The foregoing section argues that Matti sought to provide a range of explanations as to the poor’s involvement and non-involvement in the drug trade and the drug war, and he is never ambivalent about his stance on the matter. The danger lies in the movie’s representation of the underclass, which exhibits a degree of class prejudice that can so easily foster false recognition from the moviegoer, who may certainly be anti-tokhang but only vaguely pro-poor.

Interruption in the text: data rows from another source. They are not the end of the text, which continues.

use super::{BeforeSaveMessage, HookHandler, HookPriority, HookRegistry, HookResult, HookVeto};
use crate::domain::entities::{Message, MENTION_ALL};
use crate::domain::ports::notification_sender::NotificationSender;
use crate::domain::ports::permission_service::{PermissionService, PERMISSION_MENTION_ALL};
use crate::domain::ports::time_service::TimeService;
use crate::domain::ports::translator::Translator;
use crate::domain::ports::user_repository::UserRepository;
use async_trait::async_trait;
use serde_json::json;
use std::sync::Arc;

pub const MENTION_ALL_FILTER_ID: &str = "filter-mention-all";
pub const REASON_ACTION_NOT_ALLOWED: &str = "error-action-not-allowed";
pub const ACTION_NOTIFY_ALL: &str = "Notify_all_in_this_room";

/// Messages further than this from now are imports or replays; their
/// notifications are skipped, so the check is skipped too
const MAX_MESSAGE_AGE_MS: i64 = 60_000;

/// Stops users without the `mention-all` capability from notifying a whole room
pub struct MentionAllFilter {
    permissions: Arc<dyn PermissionService>,
    users: Arc<dyn UserRepository>,
    notifications: Arc<dyn NotificationSender>,
    translator: Arc<dyn Translator>,
    time: Arc<dyn TimeService>,
    fallback_language: String,
}

impl MentionAllFilter {
    pub fn new(
        permissions: Arc<dyn PermissionService>,
        users: Arc<dyn UserRepository>,
        notifications: Arc<dyn NotificationSender>,
        translator: Arc<dyn Translator>,
        time: Arc<dyn TimeService>,
        fallback_language: String,
    ) -> Self {
        Self {
            permissions,
            users,
            notifications,
            translator,
            time,
            fallback_language,
        }
    }

    fn skips_check(&self, message: &Message) -> bool {
        if message.is_edited() {
            return true;
        }
        match message.ts {
            Some(ts) => (ts - self.time.now()).num_milliseconds().abs() > MAX_MESSAGE_AGE_MS,
            None => false,
        }
    }

    async fn may_mention_all(&self, message: &Message) -> HookResult<bool> {
        let user_id = &message.author.id;
        if self
            .permissions
            .has_permission(user_id, PERMISSION_MENTION_ALL, None)
            .await?
        {
            return Ok(true);
        }
        Ok(self
            .permissions
            .has_permission(user_id, PERMISSION_MENTION_ALL, Some(&message.room_id))
            .await?)
    }

    async fn notify_not_allowed(&self, message: &Message) {
        let language = match self.users.find_user_by_id(&message.author.id).await {
            Ok(user) => user.and_then(|u| u.language),
            Err(e) => {
                tracing::warn!("Failed to look up language of {}: {}", message.author.id, e);
                None
            }
        }
        .unwrap_or_else(|| self.fallback_language.clone());

        let action = self.translator.translate(ACTION_NOTIFY_ALL, &[], &language);
        let text = self.translator.translate(
            REASON_ACTION_NOT_ALLOWED,
            &[("action", action.as_str())],
            &language,
        );

        if let Err(e) =
            self.notifications
                .broadcast_ephemeral(&message.author.id, &message.room_id, &text)
        {
            tracing::warn!(
                "Failed to send ephemeral notification to {}: {}",
                message.author.id,
                e
            );
        }
    }
}

#[async_trait]
impl HookHandler<BeforeSaveMessage> for MentionAllFilter {
    async fn handle(&self, message: Message, _context: &()) -> HookResult<Message> {
        if self.skips_check(&message) || !message.mentions_id(MENTION_ALL) {
            return Ok(message);
        }

        if self.may_mention_all(&message).await? {
            return Ok(message);
        }

        self.notify_not_allowed(&message).await;

        Err(HookVeto::new(REASON_ACTION_NOT_ALLOWED, "Notify all in this room not allowed")
            .with_details(json!({
                "method": MENTION_ALL_FILTER_ID,
                "action": ACTION_NOTIFY_ALL,
            }))
            .into())
    }
}

pub fn register_mention_all_filter(registry: &HookRegistry, filter: MentionAllFilter) {
    registry.register::<BeforeSaveMessage>(
        MENTION_ALL_FILTER_ID,
        HookPriority::Medium,
        Arc::new(filter),
    );
}
use crate::domain::entities::Agent;

/// Picks one agent out of the eligible candidates
pub trait AgentSelector: Send + Sync {
    fn select<'a>(&self, candidates: &'a [Agent]) -> Option<&'a Agent>;
}

/// Rotates through agents: never-routed agents first, then the one routed
/// longest ago
pub struct RoundRobinSelector;

impl AgentSelector for RoundRobinSelector {
    fn select<'a>(&self, candidates: &'a [Agent]) -> Option<&'a Agent> {
        candidates
            .iter()
            .min_by(|a, b| (a.last_routed_at, &a.id).cmp(&(b.last_routed_at, &b.id)))
    }
}

/// Agent with the fewest open chats; ties go to the least recently routed
pub struct LeastBusySelector;

impl AgentSelector for LeastBusySelector {
    fn select<'a>(&self, candidates: &'a [Agent]) -> Option<&'a Agent> {
        candidates.iter().min_by(|a, b| {
            (a.active_chats, a.last_routed_at, &a.id).cmp(&(b.active_chats, b.last_routed_at, &b.id))
        })
    }
}
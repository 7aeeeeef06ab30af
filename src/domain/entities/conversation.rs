use chrono::{DateTime, Utc};
use serde::{Deserialize, Serialize};
use uuid::Uuid;

/// An omnichannel conversation waiting in the routing queue
#[derive(Debug, Clone, PartialEq, Eq, Serialize, Deserialize)]
pub struct Conversation {
    pub id: String,
    pub room_id: String,
    pub department_id: Option<String>,
    pub queued_at: DateTime<Utc>,
}

impl Conversation {
    pub fn new(room_id: String, department_id: Option<String>) -> Self {
        Self {
            id: Uuid::new_v4().to_string(),
            room_id,
            department_id,
            queued_at: Utc::now(),
        }
    }
}

/// Record of a conversation handed to an agent
#[derive(Debug, Clone, PartialEq, Eq, Serialize, Deserialize)]
pub struct Assignment {
    pub conversation_id: String,
    pub room_id: String,
    pub agent_id: String,
    pub method: String,
    pub assigned_at: DateTime<Utc>,
}

impl Assignment {
    pub fn new(
        conversation: &Conversation,
        agent_id: String,
        method: String,
        assigned_at: DateTime<Utc>,
    ) -> Self {
        Self {
            conversation_id: conversation.id.clone(),
            room_id: conversation.room_id.clone(),
            agent_id,
            method,
            assigned_at,
        }
    }
}
use super::{AvailabilityGate, AvailabilitySnapshot};
use crate::application::lifecycle::{BackgroundTask, LifecycleState};
use crate::domain::entities::{BusinessHour, BusinessHourScope, DEFAULT_BUSINESS_HOUR_ID};
use crate::domain::errors::{DomainError, DomainResult};
use crate::domain::events::SystemEvent;
use crate::domain::ports::business_hour_repository::BusinessHourRepository;
use crate::domain::ports::event_bus::EventBus;
use crate::domain::ports::task_spawner::TaskSpawner;
use crate::domain::ports::time_service::TimeService;
use parking_lot::RwLock;
use std::sync::Arc;
use std::time::Duration;
use tokio::sync::{Mutex, Notify};

/// State shared between the manager and its tick loop
struct ScheduleEvaluator {
    repo: Arc<dyn BusinessHourRepository>,
    time: Arc<dyn TimeService>,
    event_bus: Arc<dyn EventBus>,
    snapshot: RwLock<Option<AvailabilitySnapshot>>,
    changed: Notify,
}

impl ScheduleEvaluator {
    async fn recompute(&self) -> DomainResult<AvailabilitySnapshot> {
        let windows = self.repo.list_business_hours().await?;
        let now = self.time.now();
        let next = AvailabilitySnapshot::compute(&windows, now)?;

        let changes = {
            let mut current = self.snapshot.write();
            let changes = match current.as_ref() {
                Some(previous) => next.changes_since(previous),
                None => Vec::new(),
            };
            *current = Some(next.clone());
            changes
        };

        for (scope, open) in changes {
            tracing::info!("Business hour scope {} is now {}", scope, if open { "open" } else { "closed" });
            let event = SystemEvent::ScopeAvailabilityChanged {
                scope,
                open,
                timestamp: now.to_rfc3339(),
            };
            if let Err(e) = self.event_bus.publish(event) {
                tracing::warn!("Failed to publish scope availability change: {}", e);
            }
        }

        Ok(next)
    }
}

/// Evaluates business hour windows on a fixed tick and answers whether a
/// scope is open. While stopped every scope reads as open.
pub struct BusinessHourManager {
    evaluator: Arc<ScheduleEvaluator>,
    spawner: Arc<dyn TaskSpawner>,
    tick_interval: Duration,
    state: RwLock<LifecycleState>,
    ticker: Mutex<Option<BackgroundTask>>,
}

impl BusinessHourManager {
    pub fn new(
        repo: Arc<dyn BusinessHourRepository>,
        time: Arc<dyn TimeService>,
        event_bus: Arc<dyn EventBus>,
        spawner: Arc<dyn TaskSpawner>,
        tick_interval: Duration,
    ) -> Self {
        Self {
            evaluator: Arc::new(ScheduleEvaluator {
                repo,
                time,
                event_bus,
                snapshot: RwLock::new(None),
                changed: Notify::new(),
            }),
            spawner,
            tick_interval,
            state: RwLock::new(LifecycleState::Stopped),
            ticker: Mutex::new(None),
        }
    }

    pub fn state(&self) -> LifecycleState {
        *self.state.read()
    }

    /// Materialize the all-week default window when nothing is configured
    pub async fn ensure_default_business_hour(&self) -> DomainResult<()> {
        let windows = self.evaluator.repo.list_business_hours().await?;
        if windows.iter().any(BusinessHour::is_default) {
            return Ok(());
        }

        self.evaluator
            .repo
            .save_business_hour(&BusinessHour::default_all_week())
            .await?;
        tracing::info!("Created default business hour open all week");
        Ok(())
    }

    /// Idempotent; evaluates every window once, then keeps re-evaluating on each tick
    pub async fn start(&self) -> DomainResult<()> {
        let mut ticker = self.ticker.lock().await;
        if ticker.is_some() {
            tracing::debug!("Business hour manager already running");
            return Ok(());
        }

        *self.state.write() = LifecycleState::Starting;

        if let Err(e) = self.ensure_default_business_hour().await {
            *self.state.write() = LifecycleState::Stopped;
            return Err(e);
        }
        if let Err(e) = self.evaluator.recompute().await {
            tracing::error!("Initial business hour evaluation failed: {}", e);
        }

        let evaluator = self.evaluator.clone();
        let interval = self.tick_interval;
        *ticker = Some(BackgroundTask::spawn(
            self.spawner.as_ref(),
            "business-hour-ticker",
            move |cancel| async move {
                loop {
                    tokio::select! {
                        biased;
                        _ = cancel.cancelled() => break,
                        _ = evaluator.changed.notified() => {}
                        _ = evaluator.time.sleep(interval) => {}
                    }

                    if let Err(e) = evaluator.recompute().await {
                        tracing::error!(
                            "Business hour evaluation failed, keeping previous availability: {}",
                            e
                        );
                    }
                }
            },
        ));

        *self.state.write() = LifecycleState::Running;
        tracing::info!("Business hour manager started");
        Ok(())
    }

    /// Idempotent; after it returns every scope reads as open again
    pub async fn stop(&self) {
        let mut ticker = self.ticker.lock().await;
        let Some(task) = ticker.take() else {
            tracing::debug!("Business hour manager already stopped");
            return;
        };

        task.stop().await;
        *self.evaluator.snapshot.write() = None;
        *self.state.write() = LifecycleState::Stopped;
        tracing::info!("Business hour manager stopped");
    }

    pub fn is_open(&self, scope: &BusinessHourScope) -> bool {
        if self.state() != LifecycleState::Running {
            return true;
        }
        // Running without a snapshot means the first evaluation failed
        self.evaluator
            .snapshot
            .read()
            .as_ref()
            .map(|snapshot| snapshot.is_open(scope))
            .unwrap_or(true)
    }

    /// Latest computed snapshot, if running
    pub fn snapshot(&self) -> Option<AvailabilitySnapshot> {
        self.evaluator.snapshot.read().clone()
    }

    /// Re-evaluate immediately instead of waiting for the next tick
    pub async fn refresh(&self) -> DomainResult<()> {
        if self.state() != LifecycleState::Running {
            return Ok(());
        }
        self.evaluator.recompute().await.map(|_| ())
    }

    pub async fn list_windows(&self) -> DomainResult<Vec<BusinessHour>> {
        self.evaluator.repo.list_business_hours().await
    }

    /// Validate and store a window; malformed windows are rejected untouched
    pub async fn save_window(&self, window: BusinessHour) -> DomainResult<()> {
        window.validate()?;
        if window.id == DEFAULT_BUSINESS_HOUR_ID && !window.is_default() {
            return Err(DomainError::Configuration(
                "The default business hour cannot become a custom one".to_string(),
            ));
        }

        self.evaluator.repo.save_business_hour(&window).await?;
        tracing::info!("Saved business hour {}", window.id);
        self.evaluator.changed.notify_one();
        Ok(())
    }

    pub async fn remove_window(&self, id: &str) -> DomainResult<()> {
        let window = self
            .evaluator
            .repo
            .find_business_hour(id)
            .await?
            .ok_or_else(|| DomainError::NotFound(format!("Business hour {} not found", id)))?;

        if window.is_default() {
            return Err(DomainError::Configuration(
                "The default business hour cannot be removed".to_string(),
            ));
        }

        self.evaluator.repo.delete_business_hour(id).await?;
        tracing::info!("Removed business hour {}", id);
        self.evaluator.changed.notify_one();
        Ok(())
    }
}

impl AvailabilityGate for BusinessHourManager {
    fn is_open(&self, scope: &BusinessHourScope) -> bool {
        BusinessHourManager::is_open(self, scope)
    }
}

#[cfg(test)]
mod tests {
    use super::*;
    use crate::infrastructure::persistence::memory::InMemoryDatabase;
    use crate::infrastructure::runtime::tokio::{TokioTaskSpawner, TokioTimeService};
    use crate::shared::events::LocalEventBus;

    fn manager(db: &InMemoryDatabase) -> BusinessHourManager {
        BusinessHourManager::new(
            Arc::new(db.clone()),
            Arc::new(TokioTimeService),
            Arc::new(LocalEventBus::new(16)),
            Arc::new(TokioTaskSpawner),
            Duration::from_secs(60),
        )
    }

    #[tokio::test]
    async fn test_stopped_manager_reads_open() {
        let db = InMemoryDatabase::new();
        let manager = manager(&db);

        assert_eq!(manager.state(), LifecycleState::Stopped);
        assert!(manager.is_open(&BusinessHourScope::Default));
        assert!(manager.snapshot().is_none());
    }

    #[tokio::test]
    async fn test_start_creates_default_window_once() {
        let db = InMemoryDatabase::new();
        let manager = manager(&db);

        manager.start().await.unwrap();
        manager.start().await.unwrap();

        let windows = manager.list_windows().await.unwrap();
        assert_eq!(windows.len(), 1);
        assert_eq!(windows[0].id, DEFAULT_BUSINESS_HOUR_ID);
        assert_eq!(manager.state(), LifecycleState::Running);
        assert!(manager.snapshot().is_some());

        manager.stop().await;
        manager.stop().await;
        assert_eq!(manager.state(), LifecycleState::Stopped);
    }

    #[tokio::test]
    async fn test_default_window_cannot_be_removed() {
        let db = InMemoryDatabase::new();
        let manager = manager(&db);
        manager.ensure_default_business_hour().await.unwrap();

        let err = manager.remove_window(DEFAULT_BUSINESS_HOUR_ID).await.unwrap_err();
        assert!(matches!(err, DomainError::Configuration(_)));
        assert!(matches!(
            manager.remove_window("missing").await,
            Err(DomainError::NotFound(_))
        ));
    }

    #[tokio::test]
    async fn test_malformed_window_rejected() {
        let db = InMemoryDatabase::new();
        let manager = manager(&db);
        let mut window = BusinessHour::default_all_week();
        window.timezone = "Nowhere/Special".to_string();

        assert!(manager.save_window(window).await.is_err());
        assert!(manager.list_windows().await.unwrap().is_empty());
    }
}
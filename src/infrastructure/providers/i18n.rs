use crate::domain::ports::translator::Translator;
use std::collections::HashMap;

const FALLBACK_LOCALE: &str = "en";

const CATALOG: &[(&str, &str, &str)] = &[
    ("en", "Notify_all_in_this_room", "Notify all in this room"),
    ("en", "error-action-not-allowed", "__action__ is not allowed"),
    (
        "en",
        "You_cant_leave_a_livechat_room_Please_use_the_close_button",
        "You can't leave a omnichannel room. Please, use the close button.",
    ),
    ("pt-BR", "Notify_all_in_this_room", "Notificar todos nesta sala"),
    ("pt-BR", "error-action-not-allowed", "__action__ não é permitido"),
    (
        "pt-BR",
        "You_cant_leave_a_livechat_room_Please_use_the_close_button",
        "Você não pode sair de uma sala de omnichannel. Por favor, use o botão fechar.",
    ),
    ("es", "Notify_all_in_this_room", "Notificar a todos en esta sala"),
    ("es", "error-action-not-allowed", "__action__ no está permitido"),
    (
        "es",
        "You_cant_leave_a_livechat_room_Please_use_the_close_button",
        "No puede abandonar una sala de omnichannel. Por favor, use el botón de cierre.",
    ),
];

/// Translator backed by the built-in catalog. Lookup falls back from the
/// requested locale to its base language, then English, then the key itself.
pub struct StaticTranslator {
    entries: HashMap<(String, String), String>,
}

impl StaticTranslator {
    pub fn new() -> Self {
        let entries = CATALOG
            .iter()
            .map(|(locale, key, text)| ((locale.to_string(), key.to_string()), text.to_string()))
            .collect();
        Self { entries }
    }

    fn lookup(&self, locale: &str, key: &str) -> Option<&String> {
        self.entries.get(&(locale.to_string(), key.to_string()))
    }
}

impl Default for StaticTranslator {
    fn default() -> Self {
        Self::new()
    }
}

fn interpolate(template: &str, params: &[(&str, &str)]) -> String {
    params.iter().fold(template.to_string(), |text, (name, value)| {
        text.replace(&format!("__{}__", name), value)
    })
}

impl Translator for StaticTranslator {
    fn translate(&self, key: &str, params: &[(&str, &str)], locale: &str) -> String {
        let base = locale.split(['-', '_']).next().unwrap_or(locale);
        let template = self
            .lookup(locale, key)
            .or_else(|| self.lookup(base, key))
            .or_else(|| self.lookup(FALLBACK_LOCALE, key));

        match template {
            Some(template) => interpolate(template, params),
            None => {
                tracing::debug!("Missing translation for {} ({})", key, locale);
                key.to_string()
            }
        }
    }
}
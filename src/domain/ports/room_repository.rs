use crate::domain::entities::Room;
use crate::domain::errors::DomainResult;
use async_trait::async_trait;

#[async_trait]
pub trait RoomRepository: Send + Sync {
    async fn find_room_by_id(&self, id: &str) -> DomainResult<Option<Room>>;
    async fn add_member(&self, room_id: &str, user_id: &str) -> DomainResult<()>;
    async fn remove_member(&self, room_id: &str, user_id: &str) -> DomainResult<()>;
    async fn is_member(&self, room_id: &str, user_id: &str) -> DomainResult<bool>;
}
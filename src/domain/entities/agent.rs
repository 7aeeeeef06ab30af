use chrono::{DateTime, Utc};
use serde::{Deserialize, Serialize};

#[derive(Debug, Clone, Copy, PartialEq, Eq, Hash, Serialize, Deserialize)]
#[serde(rename_all = "snake_case")]
pub enum AgentStatus {
    Available,
    Away,
    Offline,
}

impl Default for AgentStatus {
    fn default() -> Self {
        AgentStatus::Offline
    }
}

impl std::fmt::Display for AgentStatus {
    fn fmt(&self, f: &mut std::fmt::Formatter<'_>) -> std::fmt::Result {
        match self {
            AgentStatus::Available => write!(f, "available"),
            AgentStatus::Away => write!(f, "away"),
            AgentStatus::Offline => write!(f, "offline"),
        }
    }
}

impl std::str::FromStr for AgentStatus {
    type Err = String;

    fn from_str(s: &str) -> Result<Self, Self::Err> {
        match s.to_lowercase().as_str() {
            "available" => Ok(AgentStatus::Available),
            "away" => Ok(AgentStatus::Away),
            "offline" | "not-available" => Ok(AgentStatus::Offline),
            _ => Err(format!("Invalid agent status: {}", s)),
        }
    }
}

/// Agent as seen by the routing pool
#[derive(Debug, Clone, PartialEq, Eq, Serialize, Deserialize)]
pub struct Agent {
    pub id: String,
    pub username: String,
    #[serde(default)]
    pub departments: Vec<String>,
    pub active_chats: u32,
    pub last_routed_at: Option<DateTime<Utc>>,
}

impl Agent {
    pub fn new(id: impl Into<String>, username: impl Into<String>) -> Self {
        Self {
            id: id.into(),
            username: username.into(),
            departments: Vec::new(),
            active_chats: 0,
            last_routed_at: None,
        }
    }

    pub fn with_department(mut self, department_id: impl Into<String>) -> Self {
        self.departments.push(department_id.into());
        self
    }

    /// Agents without departments serve conversations that have none
    pub fn serves(&self, department_id: Option<&str>) -> bool {
        match department_id {
            Some(dep) => self.departments.iter().any(|d| d == dep),
            None => true,
        }
    }
}

/// Recorded live status of an agent
#[derive(Debug, Clone, PartialEq, Eq, Serialize, Deserialize)]
pub struct AgentSession {
    pub agent_id: String,
    pub status: AgentStatus,
    pub last_transition_at: DateTime<Utc>,
    /// Set when the status was changed by the system rather than the agent
    pub system_modified: bool,
}

impl AgentSession {
    pub fn new(agent_id: impl Into<String>, status: AgentStatus) -> Self {
        Self {
            agent_id: agent_id.into(),
            status,
            last_transition_at: Utc::now(),
            system_modified: false,
        }
    }
}

#[cfg(test)]
mod tests {
    use super::*;

    #[test]
    fn test_status_parsing_accepts_legacy_not_available() {
        assert_eq!("not-available".parse::<AgentStatus>(), Ok(AgentStatus::Offline));
        assert_eq!("Available".parse::<AgentStatus>(), Ok(AgentStatus::Available));
        assert!("busy".parse::<AgentStatus>().is_err());
    }

    #[test]
    fn test_department_scoping() {
        let agent = Agent::new("a1", "alice").with_department("sales");
        assert!(agent.serves(Some("sales")));
        assert!(!agent.serves(Some("support")));
        assert!(agent.serves(None));
    }
}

Though many of the townsfolk in the narrative are implicated in but are not complicit to organized crime, they are mostly shown as acting like a mindless mob. And the police operatives (alluding to the real-life situation) slaughter them without discrimination and without distinguishing the private army from the crowd. The poor are conceived as a concept, as the object of a statement rather than as subjects of the historical situation, and the film narrates from the perspective of state authority.
Such a representation symptomatizes the comfortable bourgeois perspective that thinks of the poor as an undifferentiated mass without individuality. And it is in danger of reaffirming existing biases that are anti-poor, especially in a setting of collective spectatorship that erupts in fervid cheers at each killing. I myself have twice witnessed the kinetic energy in the movie theater, where excited audible responses were being made by people who presumably already agree with Matti’s politics and need not be “taught” by him.
The question remains, then, how cinema—genre cinema, “indie” cinema, political cinema—should be made in the age of tokhang. BuyBust addresses this cinematic dilemma and is arguably the best one to have come from the mainstream, thus far. But for us who live with the daily realities of violence, the film cannot mean much without our critical intervention, without our debates on its merits and implications, and without our stepping up and stepping out and doing something beyond the entertainment.
BUYBUST (2018) Direction: Erik Matti; Screenplay: Anton C. Santamaria, et al.; Producer: Veronique del Rosario-Corpus, et al.; Music: Malek Lopez, et al.; Cinematography: Neil Bion; Editing: Jay Halili; Production Design: Michael N. Espanol, et al.; Cast: Anne Curtis, Brandon Vera, Victor Neri, Arjo Atayde, Levi Ignacio, Alex Calleja, Lao Rodriguez, Joross Gamboa, Ricky Pascua, Nonie Buencamino, Sheen Gener, AJ Muhlach, Mara Lopez. Running Time: 127 mins.